80,000 SUSPECTS. J. Arthur Rank, UK, 1963. Richard Johnson, Claire Bloom, Yolande Dolan, Cyril Cussack, Michael Goodliffe, Mervyn Johns. Based on the novel The Pillars of Midnight by Elleston Trevor. Written and directed by Val Guest.

   A tense medical disaster movie with soap opera undertones, 80,000 Suspects, based on the novel The Pillars of Midnight by Elleston Trevor (Flight of the Phoenix, The Quiller Memorandum as Adam Hall …) takes place in the vacation spot of Bath in England starting on a bitter cold and snowy New Year’s Eve as Dr. Stephen Monks (Richard Johnson) and his wife Julia (Claire Bloom) are about to find their lives upended by lies, deceit, and an outbreak of a deadly disease.

   After a New Year’s party from Hell ends up with Ruth (Yolande Donlan), the drunken wife of Dr. Monks’ colleague Dr. Clifford Preston (Michael Goodliffe), confessing to Julia she had an affair with Stephen, he is called into the hospital on the eve of their European vacation to see a patient who proves to have smallpox.

   As the city tries to muster forces to prevent an outbreak and trace the path of the original victim, tensions rise with overtaxed forces, raw nerves, and guilty secrets all overshadowed by the specter of the disease.

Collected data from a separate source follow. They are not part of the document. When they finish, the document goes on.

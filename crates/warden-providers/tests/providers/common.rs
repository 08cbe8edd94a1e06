//! Common test utilities and fixtures for provider integration tests

#![allow(dead_code)]

use std::sync::Once;
use std::time::Duration;

use chrono::Utc;
use warden_core::{AuthProvider, AuthProviderParam, ProjectId, ProviderId, ProviderType, UserId};
use warden_providers::{build_http_client, HttpConfig};

pub const TEST_STATE: &str = "csrf-state-token-123";
pub const TEST_AUTH_CODE: &str = "4/0AY0e-test-auth-code";
pub const TEST_ACCESS_TOKEN: &str = "ya29.test-access-token";
pub const TEST_REFRESH_TOKEN: &str = "1//test-refresh-token";
pub const TEST_CLIENT_ID: &str = "test-client-id.apps.example.com";
pub const TEST_CLIENT_SECRET: &str = "test-client-secret";
pub const TEST_REDIRECT_URL: &str = "https://app.example.com/auth/callback";

static INIT: Once = Once::new();

/// Install a test subscriber when `RUST_LOG` is set.
pub fn init_test_logging() {
    INIT.call_once(|| {
        if std::env::var("RUST_LOG").is_ok() {
            let _ = tracing_subscriber::fmt()
                .with_env_filter(tracing_subscriber::EnvFilter::from_default_env())
                .with_test_writer()
                .try_init();
        }
    });
}

/// Client with a short timeout so timeout tests stay fast.
pub fn test_client() -> reqwest::Client {
    build_http_client(&HttpConfig {
        request_timeout: Duration::from_secs(2),
        connect_timeout: Duration::from_secs(2),
    })
}

/// A stored provider configuration with the given (plaintext) params.
pub fn provider_config(provider: ProviderType, params: Vec<AuthProviderParam>) -> AuthProvider {
    let now = Utc::now();
    let actor = UserId::new();
    AuthProvider {
        id: ProviderId::new(),
        name: format!("{provider} test"),
        icon: String::new(),
        provider,
        project_id: ProjectId::new(),
        params,
        enabled: true,
        created_at: now,
        created_by: actor,
        updated_at: now,
        updated_by: actor,
    }
}
//! Normalized identity claims.
//!
//! Every adapter turns its userinfo payload into a list of [`AuthIdentity`]
//! values. Each carries a claim that knows how to apply itself to a
//! [`UserProfile`], so callers never branch on the provider.

use serde::{Deserialize, Serialize};
use warden_core::UserProfile;

/// Capability shared by every claim payload.
pub trait ApplyClaim {
    /// Write this claim into `profile`.
    fn apply_to(&self, profile: &mut UserProfile);
}

/// Type tag of an identity entry.
#[derive(Debug, Clone, Copy, PartialEq, Eq, Hash, Serialize, Deserialize)]
#[serde(rename_all = "snake_case")]
pub enum IdentityType {
    Email,
    Name,
    ProfilePic,
}

#[derive(Debug, Clone, PartialEq, Eq, Serialize, Deserialize)]
pub struct EmailClaim {
    pub email: String,
}

#[derive(Debug, Clone, PartialEq, Eq, Serialize, Deserialize)]
pub struct NameClaim {
    pub name: String,
}

#[derive(Debug, Clone, PartialEq, Eq, Serialize, Deserialize)]
pub struct ProfilePicClaim {
    pub url: String,
}

// Empty values never overwrite what the profile already holds.
fn set_if_present(field: &mut Option<String>, value: &str) {
    if !value.is_empty() {
        *field = Some(value.to_string());
    }
}

impl ApplyClaim for EmailClaim {
    fn apply_to(&self, profile: &mut UserProfile) {
        set_if_present(&mut profile.email, &self.email);
    }
}

impl ApplyClaim for NameClaim {
    fn apply_to(&self, profile: &mut UserProfile) {
        set_if_present(&mut profile.name, &self.name);
    }
}

impl ApplyClaim for ProfilePicClaim {
    fn apply_to(&self, profile: &mut UserProfile) {
        set_if_present(&mut profile.profile_pic, &self.url);
    }
}

/// Claim payload of an [`AuthIdentity`].
#[derive(Debug, Clone, PartialEq, Eq, Serialize, Deserialize)]
#[serde(tag = "kind", rename_all = "snake_case")]
pub enum IdentityClaim {
    Email(EmailClaim),
    Name(NameClaim),
    ProfilePic(ProfilePicClaim),
}

impl ApplyClaim for IdentityClaim {
    fn apply_to(&self, profile: &mut UserProfile) {
        match self {
            IdentityClaim::Email(c) => c.apply_to(profile),
            IdentityClaim::Name(c) => c.apply_to(profile),
            IdentityClaim::ProfilePic(c) => c.apply_to(profile),
        }
    }
}

/// One asserted attribute of the signed-in user.
#[derive(Debug, Clone, PartialEq, Eq, Serialize, Deserialize)]
pub struct AuthIdentity {
    #[serde(rename = "type")]
    pub identity_type: IdentityType,
    pub metadata: IdentityClaim,
}

impl AuthIdentity {
    pub fn email(email: impl Into<String>) -> Self {
        Self {
            identity_type: IdentityType::Email,
            metadata: IdentityClaim::Email(EmailClaim {
                email: email.into(),
            }),
        }
    }

    pub fn name(name: impl Into<String>) -> Self {
        Self {
            identity_type: IdentityType::Name,
            metadata: IdentityClaim::Name(NameClaim { name: name.into() }),
        }
    }

    pub fn profile_pic(url: impl Into<String>) -> Self {
        Self {
            identity_type: IdentityType::ProfilePic,
            metadata: IdentityClaim::ProfilePic(ProfilePicClaim { url: url.into() }),
        }
    }

    /// Apply the claim payload to `profile`.
    pub fn apply_to(&self, profile: &mut UserProfile) {
        self.metadata.apply_to(profile);
    }
}

/// Apply every identity in order; later entries win.
pub fn apply_identities(identities: &[AuthIdentity], profile: &mut UserProfile) {
    for identity in identities {
        identity.apply_to(profile);
    }
}
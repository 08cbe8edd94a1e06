//! Gen-key command - print a fresh vault master key

use clap::Args;
use warden_auth::generate_master_key_base64;

use crate::error::CliResult;

/// Arguments for the gen-key command
#[derive(Args)]
pub struct GenKeyArgs {}

/// Execute the gen-key command
pub fn execute(_args: GenKeyArgs) -> CliResult<()> {
    println!("{}", generate_master_key_base64());
    tracing::info!("Generated vault master key; store it as WARDEN_VAULT_KEY");
    Ok(())
}
//! Caller authorization context.
//!
//! The calling layer resolves which projects the current caller may act on
//! and hands the result to the services as a [`ProjectAccess`].

use std::collections::HashSet;

use crate::ids::{ProjectId, UserId};
use crate::traits::ProjectScoped;

/// The set of projects a caller is authorized for, plus who the caller is.
#[derive(Debug, Clone, PartialEq, Eq)]
pub struct ProjectAccess {
    actor: UserId,
    projects: HashSet<ProjectId>,
}

impl ProjectAccess {
    /// Build an access context for `actor` over `projects`.
    pub fn new(actor: UserId, projects: impl IntoIterator<Item = ProjectId>) -> Self {
        Self {
            actor,
            projects: projects.into_iter().collect(),
        }
    }

    /// The user on whose behalf the call is made.
    #[must_use]
    pub fn actor(&self) -> UserId {
        self.actor
    }

    /// Whether the caller may act on `project`.
    #[must_use]
    pub fn allows(&self, project: ProjectId) -> bool {
        self.projects.contains(&project)
    }

    /// Whether the caller may see `record`.
    pub fn can_access<T: ProjectScoped + ?Sized>(&self, record: &T) -> bool {
        self.allows(record.project_id())
    }

    /// Authorized projects, in no particular order.
    pub fn projects(&self) -> impl Iterator<Item = ProjectId> + '_ {
        self.projects.iter().copied()
    }

    /// Number of authorized projects.
    #[must_use]
    pub fn project_count(&self) -> usize {
        self.projects.len()
    }
}
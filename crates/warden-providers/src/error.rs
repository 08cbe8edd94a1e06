//! Provider error types.

use thiserror::Error;
use warden_core::ProviderType;

/// Result type for provider operations.
pub type ProviderResult<T> = Result<T, ProviderError>;

/// Upstream bodies are cut to this many bytes before they are kept or logged.
const MAX_UPSTREAM_BODY: usize = 500;

/// What went wrong talking to an identity provider.
#[derive(Debug, Clone, PartialEq, Eq)]
pub struct UpstreamFailure {
    /// HTTP status, or `None` when no response was received.
    pub status: Option<u16>,
    /// Truncated response body or transport error description.
    pub detail: String,
}

impl UpstreamFailure {
    /// A non-success HTTP response.
    pub fn status(status: u16, body: &str) -> Self {
        Self {
            status: Some(status),
            detail: truncate_body(body),
        }
    }

    /// A 2xx response whose body could not be used.
    pub fn malformed(status: u16, reason: impl std::fmt::Display) -> Self {
        Self {
            status: Some(status),
            detail: truncate_body(&format!("malformed response: {reason}")),
        }
    }

    /// The request never produced a response (DNS, TLS, timeout, bad URL).
    pub fn transport(reason: impl std::fmt::Display) -> Self {
        Self {
            status: None,
            detail: truncate_body(&reason.to_string()),
        }
    }
}

impl std::fmt::Display for UpstreamFailure {
    fn fmt(&self, f: &mut std::fmt::Formatter<'_>) -> std::fmt::Result {
        match self.status {
            Some(status) => write!(f, "HTTP {status}: {}", self.detail),
            None => write!(f, "no response: {}", self.detail),
        }
    }
}

/// Identity provider errors.
#[derive(Debug, Clone, Error)]
pub enum ProviderError {
    #[error("Code exchange with {provider} failed ({failure})")]
    CodeExchangeFailed {
        provider: ProviderType,
        failure: UpstreamFailure,
    },

    #[error("Token refresh with {provider} failed ({failure})")]
    RefreshFailed {
        provider: ProviderType,
        failure: UpstreamFailure,
    },

    #[error("Identity fetch from {provider} failed ({failure})")]
    IdentityFetchFailed {
        provider: ProviderType,
        failure: UpstreamFailure,
    },

    #[error("Unknown provider type: {0}")]
    UnknownProviderType(String),

    #[error("Provider configuration error: {0}")]
    Configuration(String),
}

impl ProviderError {
    /// Get the error code for API responses.
    #[must_use]
    pub fn error_code(&self) -> &'static str {
        match self {
            ProviderError::CodeExchangeFailed { .. } => "code_exchange_failed",
            ProviderError::RefreshFailed { .. } => "refresh_failed",
            ProviderError::IdentityFetchFailed { .. } => "identity_fetch_failed",
            ProviderError::UnknownProviderType(_) => "unknown_provider_type",
            ProviderError::Configuration(_) => "configuration_error",
        }
    }

    /// The upstream failure, for errors produced by an HTTP round trip.
    #[must_use]
    pub fn upstream(&self) -> Option<&UpstreamFailure> {
        match self {
            ProviderError::CodeExchangeFailed { failure, .. }
            | ProviderError::RefreshFailed { failure, .. }
            | ProviderError::IdentityFetchFailed { failure, .. } => Some(failure),
            _ => None,
        }
    }

    /// Upstream HTTP status, if a response was received.
    #[must_use]
    pub fn upstream_status(&self) -> Option<u16> {
        self.upstream().and_then(|f| f.status)
    }
}

/// Truncate on a char boundary so multi-byte UTF-8 never panics.
pub(crate) fn truncate_body(body: &str) -> String {
    if body.len() <= MAX_UPSTREAM_BODY {
        return body.to_string();
    }
    let safe_end = body
        .char_indices()
        .take_while(|(i, _)| *i < MAX_UPSTREAM_BODY)
        .last()
        .map_or(0, |(i, c)| i + c.len_utf8());
    format!("{}... (truncated)", &body[..safe_end])
}
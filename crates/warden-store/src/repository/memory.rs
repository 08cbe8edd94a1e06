//! In-memory repositories, used when no database is configured and in tests.

use std::collections::HashMap;
use std::sync::RwLock;

use async_trait::async_trait;
use chrono::{DateTime, Utc};
use warden_core::{AuthProvider, ProjectId, ProviderId, UserId, WithPasswordUser};

use super::{AuthProviderRepository, PasswordUserRepository, ProviderFilter, ProviderUpdate};
use crate::error::{StoreError, StoreResult};

/// In-memory implementation of [`AuthProviderRepository`].
#[derive(Debug, Default)]
pub struct InMemoryAuthProviderRepository {
    records: RwLock<HashMap<ProviderId, AuthProvider>>,
}

impl InMemoryAuthProviderRepository {
    #[must_use]
    pub fn new() -> Self {
        Self::default()
    }

    /// Number of stored records.
    pub fn len(&self) -> usize {
        self.records.read().unwrap_or_else(|e| e.into_inner()).len()
    }

    pub fn is_empty(&self) -> bool {
        self.len() == 0
    }

    /// Store a record as-is, bypassing all checks (for testing).
    pub fn put_raw(&self, record: AuthProvider) {
        self.records
            .write()
            .unwrap_or_else(|e| e.into_inner())
            .insert(record.id, record);
    }
}

#[async_trait]
impl AuthProviderRepository for InMemoryAuthProviderRepository {
    async fn find_by_id(&self, id: ProviderId) -> StoreResult<Option<AuthProvider>> {
        Ok(self
            .records
            .read()
            .unwrap_or_else(|e| e.into_inner())
            .get(&id)
            .cloned())
    }

    async fn find(&self, filter: &ProviderFilter) -> StoreResult<Vec<AuthProvider>> {
        let mut found: Vec<AuthProvider> = self
            .records
            .read()
            .unwrap_or_else(|e| e.into_inner())
            .values()
            .filter(|r| filter.matches(r))
            .cloned()
            .collect();
        found.sort_by(|a, b| a.created_at.cmp(&b.created_at).then(a.id.cmp(&b.id)));
        Ok(found)
    }

    async fn insert(&self, record: &AuthProvider) -> StoreResult<()> {
        let mut records = self.records.write().unwrap_or_else(|e| e.into_inner());
        if records.contains_key(&record.id) {
            return Err(StoreError::AlreadyExists);
        }
        records.insert(record.id, record.clone());
        Ok(())
    }

    async fn update(
        &self,
        id: ProviderId,
        expected_project: ProjectId,
        update: &ProviderUpdate,
    ) -> StoreResult<Option<AuthProvider>> {
        let mut records = self.records.write().unwrap_or_else(|e| e.into_inner());
        match records.get_mut(&id) {
            Some(record) if record.project_id == expected_project => {
                update.apply_to(record);
                Ok(Some(record.clone()))
            }
            _ => Ok(None),
        }
    }
}

/// In-memory implementation of [`PasswordUserRepository`].
#[derive(Debug, Default)]
pub struct InMemoryPasswordUserRepository {
    users: RwLock<HashMap<(ProjectId, String), WithPasswordUser>>,
}

impl InMemoryPasswordUserRepository {
    #[must_use]
    pub fn new() -> Self {
        Self::default()
    }

    /// Number of stored accounts.
    pub fn len(&self) -> usize {
        self.users.read().unwrap_or_else(|e| e.into_inner()).len()
    }

    pub fn is_empty(&self) -> bool {
        self.len() == 0
    }
}

#[async_trait]
impl PasswordUserRepository for InMemoryPasswordUserRepository {
    async fn find_by_email(
        &self,
        project_id: ProjectId,
        email: &str,
    ) -> StoreResult<Option<WithPasswordUser>> {
        Ok(self
            .users
            .read()
            .unwrap_or_else(|e| e.into_inner())
            .get(&(project_id, email.to_string()))
            .cloned())
    }

    async fn insert(&self, user: &WithPasswordUser) -> StoreResult<()> {
        let mut users = self.users.write().unwrap_or_else(|e| e.into_inner());
        let key = (user.project_id, user.email.clone());
        if users.contains_key(&key) {
            return Err(StoreError::AlreadyExists);
        }
        users.insert(key, user.clone());
        Ok(())
    }

    async fn replace_password(
        &self,
        id: UserId,
        expected_hash: &str,
        new_hash: &str,
        updated_at: DateTime<Utc>,
    ) -> StoreResult<bool> {
        let mut users = self.users.write().unwrap_or_else(|e| e.into_inner());
        match users.values_mut().find(|u| u.id == id) {
            Some(user) if user.password == expected_hash => {
                user.password = new_hash.to_string();
                user.updated_at = updated_at;
                Ok(true)
            }
            _ => Ok(false),
        }
    }
}
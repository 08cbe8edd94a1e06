//! Mock `OAuth2` Server Infrastructure
//!
//! Provides mock token and userinfo endpoints for exercising the adapters
//! without external dependencies.

#![allow(dead_code)]

use std::time::Duration;

use serde_json::{json, Value};
use wiremock::matchers::{body_string_contains, header, method, path};
use wiremock::{Mock, MockServer, ResponseTemplate};

use super::common::TEST_ACCESS_TOKEN;

pub const TOKEN_PATH: &str = "/token";
pub const USERINFO_PATH: &str = "/userinfo";
pub const AUTHORIZE_PATH: &str = "/authorize";

/// Standard token endpoint success body.
#[must_use]
pub fn token_body(refresh_token: Option<&str>) -> Value {
    json!({
        "access_token": TEST_ACCESS_TOKEN,
        "token_type": "Bearer",
        "expires_in": 3599,
        "refresh_token": refresh_token,
        "scope": "openid email profile"
    })
}

/// Token endpoint that only answers the given grant type.
pub async fn setup_token_endpoint_success(server: &MockServer, grant_type: &str, body: Value) {
    Mock::given(method("POST"))
        .and(path(TOKEN_PATH))
        .and(body_string_contains(format!("grant_type={grant_type}")))
        .respond_with(ResponseTemplate::new(200).set_body_json(body))
        .expect(1)
        .mount(server)
        .await;
}

/// Token endpoint returning an `OAuth2` error document.
pub async fn setup_token_endpoint_error(server: &MockServer, status: u16, error: &str) {
    Mock::given(method("POST"))
        .and(path(TOKEN_PATH))
        .respond_with(ResponseTemplate::new(status).set_body_json(json!({
            "error": error,
            "error_description": "The request was rejected by the test server"
        })))
        .mount(server)
        .await;
}

/// Token endpoint returning a raw body with status 200.
pub async fn setup_token_endpoint_raw(server: &MockServer, body: &str) {
    Mock::given(method("POST"))
        .and(path(TOKEN_PATH))
        .respond_with(ResponseTemplate::new(200).set_body_string(body))
        .mount(server)
        .await;
}

/// Token endpoint that answers after `delay`.
pub async fn setup_token_endpoint_slow(server: &MockServer, delay: Duration) {
    Mock::given(method("POST"))
        .and(path(TOKEN_PATH))
        .respond_with(
            ResponseTemplate::new(200)
                .set_body_json(token_body(None))
                .set_delay(delay),
        )
        .mount(server)
        .await;
}

/// Userinfo endpoint that requires the test bearer token.
pub async fn setup_userinfo(server: &MockServer, claims: Value) {
    Mock::given(method("GET"))
        .and(path(USERINFO_PATH))
        .and(header("authorization", format!("Bearer {TEST_ACCESS_TOKEN}").as_str()))
        .respond_with(ResponseTemplate::new(200).set_body_json(claims))
        .expect(1)
        .mount(server)
        .await;
}

/// Userinfo endpoint returning an error status.
pub async fn setup_userinfo_error(server: &MockServer, status: u16, body: &str) {
    Mock::given(method("GET"))
        .and(path(USERINFO_PATH))
        .respond_with(ResponseTemplate::new(status).set_body_string(body))
        .mount(server)
        .await;
}

/// Userinfo endpoint returning a raw body with status 200.
pub async fn setup_userinfo_raw(server: &MockServer, body: &str) {
    Mock::given(method("GET"))
        .and(path(USERINFO_PATH))
        .respond_with(ResponseTemplate::new(200).set_body_string(body))
        .mount(server)
        .await;
}
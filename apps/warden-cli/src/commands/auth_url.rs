//! Auth-url command - show where a provider configuration sends users

use std::path::PathBuf;

use clap::Args;
use warden_core::AuthProvider;
use warden_providers::{HttpConfig, ProviderFactory};

use crate::error::CliResult;

/// Arguments for the auth-url command
#[derive(Args)]
pub struct AuthUrlArgs {
    /// Provider configuration (JSON, plaintext params)
    #[arg(long)]
    pub file: PathBuf,

    /// State value to embed; random when omitted
    #[arg(long)]
    pub state: Option<String>,
}

/// Execute the auth-url command
pub fn execute(args: AuthUrlArgs) -> CliResult<()> {
    let raw = std::fs::read_to_string(&args.file)?;
    let config: AuthProvider = serde_json::from_str(&raw)?;

    let adapter = ProviderFactory::with_defaults(&HttpConfig::default()).build(&config)?;
    let state = args
        .state
        .unwrap_or_else(|| uuid::Uuid::new_v4().simple().to_string());

    tracing::info!(provider = %config.provider, name = %config.name, "Building authorization URL");
    println!("{}", adapter.auth_code_url(&state)?);
    Ok(())
}
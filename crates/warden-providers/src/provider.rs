//! The capability contract every external identity provider satisfies.

use async_trait::async_trait;
use warden_core::ProviderType;

use crate::error::ProviderResult;
use crate::identity::AuthIdentity;
use crate::token::AuthToken;

/// An OAuth2-style identity provider adapter.
///
/// Implementations hold only immutable configuration and a shared HTTP
/// client, so one instance may serve concurrent calls. Dropping a returned
/// future aborts the in-flight request.
#[async_trait]
pub trait OAuthProvider: Send + Sync {
    /// Get the provider type.
    fn provider_type(&self) -> ProviderType;

    /// Whether tokens from this provider can be refreshed.
    fn has_refresh_token_flow(&self) -> bool;

    /// Authorization endpoint URL to redirect the user to.
    ///
    /// # Arguments
    ///
    /// * `state` - Opaque CSRF value echoed back on the callback
    fn auth_code_url(&self, state: &str) -> ProviderResult<String>;

    /// Exchange a one-time authorization code for tokens.
    async fn verify_code(&self, code: &str) -> ProviderResult<AuthToken>;

    /// Obtain a fresh access token.
    async fn refresh_token(&self, refresh_token: &str) -> ProviderResult<AuthToken>;

    /// Fetch the user's identity claims.
    async fn get_identity(&self, access_token: &str) -> ProviderResult<Vec<AuthIdentity>>;
}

   At times it is all a shade overdone, but in general. there are top notch performances all around from leads Johnson (who manages to be both heroic, flustered, guilty, and annoyed all at once) and Bloom (who pulls off hurt, betrayed, frightened, and obviously in love at the same time), but also Cyril Cussack as Father McGuire, a canny priest with an eye for sin, Goodliffe as the too good Dr. Preston who knows all too well what his wandering wife is and who she has wandered with, and Mervyn Johns as Buckridge, the overtaxed policeman in charge, contribute to a suspenseful adult film that holds the interest and builds quite a bit of understated suspense.

   Along the way, Monks will see his love for his wife tested and deal with lingering feelings for the woman he had an affair with, Julia will face death from the deadly disease and betrayal by the man she loves, and a twist will put the whole city at risk when it seems everything is finally under control. The soap opera is never allowed to crowd out the other elements, but instead used as counterpoint to the immensity of the problem at hand.

   It is common for viewers to complain about soap opera elements in this sort of film, but they are there to remind you that life goes on even in a crisis, and that the people responsible for handling such things are under pressures of their own at the same time.

   The Bath locations are well used, as is the winter landscape (apparently 1963 was one of the worst winters on record and it shows). The drama is understated and well handled by a solid cast of familiar British actors and actresses with more familiar faces than names.

   A few minor quibbles, smallpox vaccinations are given for life, boosters only given if you have gone years without them, and the disease is kept confined to Bath awfully easily, even though one key character travels to London with no one seeming to be concerned, but those are minor things.

   All in all, this is an attractive little film with a good cast and an intelligent script well written and directed by veteran Val Guest. It doesn’t hurt that it is based on a novel by Elleston Trevor (Trevor Dudley Smith), who was a fine suspense and adventure novelist as Trevor long before he created Quiller under his Adam Hall pseudonym.